Work required: Every line below between the line holding "work (transfers, deployments)" and the line holding "use super::SmallVec;", inclusive, should be repeated exactly, and all other lines omitted.

=-=-=

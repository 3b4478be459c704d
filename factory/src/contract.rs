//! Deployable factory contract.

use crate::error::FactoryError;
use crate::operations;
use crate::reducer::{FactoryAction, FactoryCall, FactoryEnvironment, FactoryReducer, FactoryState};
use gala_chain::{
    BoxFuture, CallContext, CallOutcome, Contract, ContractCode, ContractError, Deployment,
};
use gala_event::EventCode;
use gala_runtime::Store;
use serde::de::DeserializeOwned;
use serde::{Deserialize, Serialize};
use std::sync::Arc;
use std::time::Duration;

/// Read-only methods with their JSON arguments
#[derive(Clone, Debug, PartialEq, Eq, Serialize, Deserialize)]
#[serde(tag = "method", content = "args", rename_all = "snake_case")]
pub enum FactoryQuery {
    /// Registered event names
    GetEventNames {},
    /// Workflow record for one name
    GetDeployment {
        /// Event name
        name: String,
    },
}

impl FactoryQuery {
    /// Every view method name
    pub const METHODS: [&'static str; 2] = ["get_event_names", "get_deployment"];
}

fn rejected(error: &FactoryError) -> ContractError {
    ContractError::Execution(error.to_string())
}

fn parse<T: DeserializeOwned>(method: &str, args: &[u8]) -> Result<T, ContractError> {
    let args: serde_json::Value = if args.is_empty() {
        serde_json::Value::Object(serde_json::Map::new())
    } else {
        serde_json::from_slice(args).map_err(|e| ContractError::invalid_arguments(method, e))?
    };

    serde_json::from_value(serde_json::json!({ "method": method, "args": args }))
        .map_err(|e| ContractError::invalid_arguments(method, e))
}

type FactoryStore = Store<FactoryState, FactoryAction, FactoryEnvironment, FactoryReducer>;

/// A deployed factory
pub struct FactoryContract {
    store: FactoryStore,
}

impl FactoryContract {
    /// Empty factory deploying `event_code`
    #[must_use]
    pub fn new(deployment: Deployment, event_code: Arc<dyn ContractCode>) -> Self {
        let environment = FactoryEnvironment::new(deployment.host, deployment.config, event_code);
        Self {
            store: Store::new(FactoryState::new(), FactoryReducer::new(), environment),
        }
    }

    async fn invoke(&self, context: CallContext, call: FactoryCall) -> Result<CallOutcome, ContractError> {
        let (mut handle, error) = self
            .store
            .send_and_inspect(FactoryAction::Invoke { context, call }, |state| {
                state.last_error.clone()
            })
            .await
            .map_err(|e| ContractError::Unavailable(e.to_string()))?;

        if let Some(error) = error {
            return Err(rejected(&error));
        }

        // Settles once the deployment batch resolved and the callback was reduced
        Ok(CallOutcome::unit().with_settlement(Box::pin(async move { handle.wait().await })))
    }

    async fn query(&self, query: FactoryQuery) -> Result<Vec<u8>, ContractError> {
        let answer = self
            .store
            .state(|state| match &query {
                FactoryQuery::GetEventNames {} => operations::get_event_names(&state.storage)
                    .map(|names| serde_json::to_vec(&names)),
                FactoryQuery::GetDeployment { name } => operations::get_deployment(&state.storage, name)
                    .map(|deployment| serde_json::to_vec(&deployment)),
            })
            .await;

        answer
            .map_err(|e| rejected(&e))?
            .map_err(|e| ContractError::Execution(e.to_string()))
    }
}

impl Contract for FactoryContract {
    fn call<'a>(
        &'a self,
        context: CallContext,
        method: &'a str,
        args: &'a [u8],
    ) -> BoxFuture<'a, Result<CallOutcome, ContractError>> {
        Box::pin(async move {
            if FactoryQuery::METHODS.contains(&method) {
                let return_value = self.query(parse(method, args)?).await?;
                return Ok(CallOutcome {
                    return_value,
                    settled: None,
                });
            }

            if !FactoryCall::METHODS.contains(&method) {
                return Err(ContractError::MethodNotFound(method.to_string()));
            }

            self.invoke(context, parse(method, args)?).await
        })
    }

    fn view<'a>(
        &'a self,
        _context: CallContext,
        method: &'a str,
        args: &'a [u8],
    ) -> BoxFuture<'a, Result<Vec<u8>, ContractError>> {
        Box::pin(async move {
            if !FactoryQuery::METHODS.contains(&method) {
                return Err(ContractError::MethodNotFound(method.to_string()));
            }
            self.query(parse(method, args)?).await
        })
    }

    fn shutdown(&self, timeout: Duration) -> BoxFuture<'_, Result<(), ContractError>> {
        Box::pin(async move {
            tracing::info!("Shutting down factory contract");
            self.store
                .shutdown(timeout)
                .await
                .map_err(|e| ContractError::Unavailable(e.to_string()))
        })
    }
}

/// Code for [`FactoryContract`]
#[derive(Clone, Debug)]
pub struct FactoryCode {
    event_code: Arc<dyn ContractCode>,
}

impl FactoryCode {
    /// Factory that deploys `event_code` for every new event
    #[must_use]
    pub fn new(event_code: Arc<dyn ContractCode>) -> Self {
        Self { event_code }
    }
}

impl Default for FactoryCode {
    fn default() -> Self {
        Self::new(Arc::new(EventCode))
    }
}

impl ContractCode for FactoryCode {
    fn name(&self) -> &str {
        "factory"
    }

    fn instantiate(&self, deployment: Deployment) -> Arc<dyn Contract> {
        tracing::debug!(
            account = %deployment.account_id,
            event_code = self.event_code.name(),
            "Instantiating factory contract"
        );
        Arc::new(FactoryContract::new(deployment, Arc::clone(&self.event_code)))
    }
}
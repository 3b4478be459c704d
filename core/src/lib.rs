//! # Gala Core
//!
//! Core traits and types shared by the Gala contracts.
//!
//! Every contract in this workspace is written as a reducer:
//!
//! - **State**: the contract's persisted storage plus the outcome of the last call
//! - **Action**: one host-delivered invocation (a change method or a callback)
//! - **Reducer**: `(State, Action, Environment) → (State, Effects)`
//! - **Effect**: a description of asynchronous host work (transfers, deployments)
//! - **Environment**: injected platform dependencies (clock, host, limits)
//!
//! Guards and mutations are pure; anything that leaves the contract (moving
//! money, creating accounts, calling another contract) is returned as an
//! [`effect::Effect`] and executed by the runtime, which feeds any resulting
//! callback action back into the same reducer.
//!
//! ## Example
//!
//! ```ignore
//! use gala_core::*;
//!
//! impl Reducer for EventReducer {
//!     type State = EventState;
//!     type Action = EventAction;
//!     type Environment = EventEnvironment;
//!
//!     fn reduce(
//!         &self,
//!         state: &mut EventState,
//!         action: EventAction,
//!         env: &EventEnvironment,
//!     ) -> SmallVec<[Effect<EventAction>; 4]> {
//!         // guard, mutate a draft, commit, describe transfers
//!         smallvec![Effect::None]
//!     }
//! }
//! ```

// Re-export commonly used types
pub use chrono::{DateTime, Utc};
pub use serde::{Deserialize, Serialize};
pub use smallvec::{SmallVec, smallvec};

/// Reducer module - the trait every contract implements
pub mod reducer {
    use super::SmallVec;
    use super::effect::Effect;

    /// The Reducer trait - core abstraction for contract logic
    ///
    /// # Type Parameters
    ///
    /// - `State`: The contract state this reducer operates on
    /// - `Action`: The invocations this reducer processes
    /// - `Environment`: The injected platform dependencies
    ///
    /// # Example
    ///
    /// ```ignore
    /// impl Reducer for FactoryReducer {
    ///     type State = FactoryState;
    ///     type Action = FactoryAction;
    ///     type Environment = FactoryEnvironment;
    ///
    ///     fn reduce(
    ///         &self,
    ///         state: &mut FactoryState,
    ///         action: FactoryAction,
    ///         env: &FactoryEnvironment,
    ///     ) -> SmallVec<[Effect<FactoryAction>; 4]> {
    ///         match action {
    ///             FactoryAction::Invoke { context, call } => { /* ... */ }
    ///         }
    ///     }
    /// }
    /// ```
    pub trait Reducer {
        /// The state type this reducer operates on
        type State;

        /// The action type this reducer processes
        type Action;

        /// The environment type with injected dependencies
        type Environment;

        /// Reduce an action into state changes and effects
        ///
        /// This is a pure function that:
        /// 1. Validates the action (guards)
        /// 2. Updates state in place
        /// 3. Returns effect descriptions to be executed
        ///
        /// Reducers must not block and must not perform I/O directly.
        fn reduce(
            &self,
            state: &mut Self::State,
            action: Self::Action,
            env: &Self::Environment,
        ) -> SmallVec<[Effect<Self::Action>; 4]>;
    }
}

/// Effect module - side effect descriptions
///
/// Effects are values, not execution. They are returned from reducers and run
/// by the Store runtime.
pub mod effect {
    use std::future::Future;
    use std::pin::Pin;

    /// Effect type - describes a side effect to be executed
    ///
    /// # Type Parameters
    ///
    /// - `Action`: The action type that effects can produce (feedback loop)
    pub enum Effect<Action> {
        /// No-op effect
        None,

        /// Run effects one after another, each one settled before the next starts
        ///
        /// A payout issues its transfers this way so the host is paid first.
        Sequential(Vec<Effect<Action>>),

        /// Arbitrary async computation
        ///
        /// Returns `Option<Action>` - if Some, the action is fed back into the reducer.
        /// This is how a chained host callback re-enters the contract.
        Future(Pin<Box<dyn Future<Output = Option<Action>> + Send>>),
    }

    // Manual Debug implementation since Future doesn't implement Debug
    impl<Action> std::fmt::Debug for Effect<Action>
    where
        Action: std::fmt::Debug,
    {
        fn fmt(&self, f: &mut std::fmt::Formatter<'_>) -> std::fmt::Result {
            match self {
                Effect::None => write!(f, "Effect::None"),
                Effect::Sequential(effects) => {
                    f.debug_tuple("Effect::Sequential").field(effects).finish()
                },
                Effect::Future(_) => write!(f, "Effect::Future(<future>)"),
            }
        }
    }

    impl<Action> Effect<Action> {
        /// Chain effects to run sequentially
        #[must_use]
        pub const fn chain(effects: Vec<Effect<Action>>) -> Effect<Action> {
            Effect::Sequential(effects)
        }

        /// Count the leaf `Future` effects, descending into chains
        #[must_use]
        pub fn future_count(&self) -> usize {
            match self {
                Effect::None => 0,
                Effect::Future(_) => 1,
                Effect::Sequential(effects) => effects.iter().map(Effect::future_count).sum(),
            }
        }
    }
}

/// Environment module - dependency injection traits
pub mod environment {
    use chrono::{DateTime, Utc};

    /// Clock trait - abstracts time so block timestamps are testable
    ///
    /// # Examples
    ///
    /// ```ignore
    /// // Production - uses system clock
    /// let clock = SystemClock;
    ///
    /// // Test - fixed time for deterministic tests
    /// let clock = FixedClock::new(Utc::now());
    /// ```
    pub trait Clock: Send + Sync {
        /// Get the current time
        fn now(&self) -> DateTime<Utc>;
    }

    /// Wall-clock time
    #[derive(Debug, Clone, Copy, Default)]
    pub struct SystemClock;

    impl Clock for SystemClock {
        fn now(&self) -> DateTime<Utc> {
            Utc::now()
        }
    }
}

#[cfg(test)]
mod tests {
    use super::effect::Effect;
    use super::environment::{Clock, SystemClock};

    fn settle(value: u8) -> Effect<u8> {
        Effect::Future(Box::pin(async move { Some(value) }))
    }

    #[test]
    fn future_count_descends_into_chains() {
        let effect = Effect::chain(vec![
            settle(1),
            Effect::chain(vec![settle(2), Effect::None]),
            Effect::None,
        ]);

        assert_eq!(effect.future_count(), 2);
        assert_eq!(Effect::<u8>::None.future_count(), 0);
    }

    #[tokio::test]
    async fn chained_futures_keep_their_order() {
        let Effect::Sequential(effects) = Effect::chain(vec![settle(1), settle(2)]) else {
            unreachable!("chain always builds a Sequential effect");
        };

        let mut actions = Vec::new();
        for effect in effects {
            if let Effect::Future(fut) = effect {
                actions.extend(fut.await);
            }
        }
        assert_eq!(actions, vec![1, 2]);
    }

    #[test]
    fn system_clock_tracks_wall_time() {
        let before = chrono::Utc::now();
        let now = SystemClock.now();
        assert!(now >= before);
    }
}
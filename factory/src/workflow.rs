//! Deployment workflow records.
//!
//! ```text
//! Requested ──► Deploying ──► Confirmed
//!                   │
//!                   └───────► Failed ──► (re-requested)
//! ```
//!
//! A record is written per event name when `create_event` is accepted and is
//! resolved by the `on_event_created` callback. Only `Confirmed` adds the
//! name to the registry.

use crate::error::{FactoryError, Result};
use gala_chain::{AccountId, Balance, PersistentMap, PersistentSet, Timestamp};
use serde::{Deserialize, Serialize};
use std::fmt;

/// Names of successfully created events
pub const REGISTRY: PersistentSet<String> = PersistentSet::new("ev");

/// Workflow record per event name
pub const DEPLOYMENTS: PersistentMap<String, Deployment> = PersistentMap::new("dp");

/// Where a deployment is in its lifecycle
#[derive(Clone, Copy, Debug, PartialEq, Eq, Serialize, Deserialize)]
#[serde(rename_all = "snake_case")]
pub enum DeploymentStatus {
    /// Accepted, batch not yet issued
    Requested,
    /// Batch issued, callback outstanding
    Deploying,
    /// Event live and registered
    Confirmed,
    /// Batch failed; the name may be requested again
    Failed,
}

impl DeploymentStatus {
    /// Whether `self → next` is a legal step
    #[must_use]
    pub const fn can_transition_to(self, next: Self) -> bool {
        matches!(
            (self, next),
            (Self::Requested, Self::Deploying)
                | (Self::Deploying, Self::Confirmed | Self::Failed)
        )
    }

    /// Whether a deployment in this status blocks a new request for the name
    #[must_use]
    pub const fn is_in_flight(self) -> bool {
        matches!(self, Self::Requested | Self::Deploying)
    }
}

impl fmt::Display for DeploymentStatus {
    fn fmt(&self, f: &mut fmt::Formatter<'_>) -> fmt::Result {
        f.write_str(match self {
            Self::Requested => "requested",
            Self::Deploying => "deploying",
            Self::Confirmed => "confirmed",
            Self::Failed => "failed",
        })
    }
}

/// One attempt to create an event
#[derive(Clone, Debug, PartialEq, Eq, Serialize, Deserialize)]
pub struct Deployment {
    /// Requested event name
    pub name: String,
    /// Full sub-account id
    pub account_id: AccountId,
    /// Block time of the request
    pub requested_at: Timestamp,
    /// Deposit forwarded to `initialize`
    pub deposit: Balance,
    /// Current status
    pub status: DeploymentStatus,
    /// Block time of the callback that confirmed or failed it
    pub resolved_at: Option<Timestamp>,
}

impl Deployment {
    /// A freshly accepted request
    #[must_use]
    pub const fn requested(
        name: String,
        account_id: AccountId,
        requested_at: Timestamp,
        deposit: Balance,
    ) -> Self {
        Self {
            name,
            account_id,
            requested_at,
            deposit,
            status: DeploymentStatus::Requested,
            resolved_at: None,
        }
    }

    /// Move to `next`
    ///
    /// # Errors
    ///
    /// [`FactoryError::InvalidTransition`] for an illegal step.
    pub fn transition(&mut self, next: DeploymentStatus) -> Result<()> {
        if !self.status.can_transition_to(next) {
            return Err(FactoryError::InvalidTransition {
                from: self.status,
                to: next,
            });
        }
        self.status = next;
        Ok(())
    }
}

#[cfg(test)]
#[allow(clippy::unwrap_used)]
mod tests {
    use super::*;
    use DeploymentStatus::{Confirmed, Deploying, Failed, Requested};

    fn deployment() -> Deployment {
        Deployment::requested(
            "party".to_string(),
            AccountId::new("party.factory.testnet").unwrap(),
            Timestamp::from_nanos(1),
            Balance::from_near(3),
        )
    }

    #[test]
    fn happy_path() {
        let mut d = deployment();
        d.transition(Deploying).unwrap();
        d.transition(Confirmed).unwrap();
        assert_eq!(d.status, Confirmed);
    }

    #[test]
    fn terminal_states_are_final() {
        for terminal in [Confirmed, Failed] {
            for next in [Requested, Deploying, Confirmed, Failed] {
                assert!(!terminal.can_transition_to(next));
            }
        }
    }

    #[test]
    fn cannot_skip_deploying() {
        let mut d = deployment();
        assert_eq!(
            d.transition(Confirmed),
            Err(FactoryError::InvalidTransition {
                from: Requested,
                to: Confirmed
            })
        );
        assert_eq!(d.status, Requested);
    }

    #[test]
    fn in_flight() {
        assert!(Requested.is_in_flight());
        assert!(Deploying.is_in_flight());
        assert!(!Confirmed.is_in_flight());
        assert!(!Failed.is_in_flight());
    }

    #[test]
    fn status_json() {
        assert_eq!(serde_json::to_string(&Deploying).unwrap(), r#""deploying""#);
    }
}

=-=-=

Task result:
//! - **Effect**: a description of asynchronous host work (transfers, deployments)
//! - **Environment**: injected platform dependencies (clock, host, limits)
//!
//! Guards and mutations are pure; anything that leaves the contract (moving
//! money, creating accounts, calling another contract) is returned as an
//! [`effect::Effect`] and executed by the runtime, which feeds any resulting
//! callback action back into the same reducer.
//!
//! ## Example
//!
//! ```ignore
//! use gala_core::*;
//!
//! impl Reducer for EventReducer {
//!     type State = EventState;
//!     type Action = EventAction;
//!     type Environment = EventEnvironment;
//!
//!     fn reduce(
//!         &self,
//!         state: &mut EventState,
//!         action: EventAction,
//!         env: &EventEnvironment,
//!     ) -> SmallVec<[Effect<EventAction>; 4]> {
//!         // guard, mutate a draft, commit, describe transfers
//!         smallvec![Effect::None]
//!     }
//! }
//! ```

// Re-export commonly used types
pub use chrono::{DateTime, Utc};
pub use serde::{Deserialize, Serialize};
pub use smallvec::{SmallVec, smallvec};

/// Reducer module - the trait every contract implements
pub mod reducer {
    use super::SmallVec;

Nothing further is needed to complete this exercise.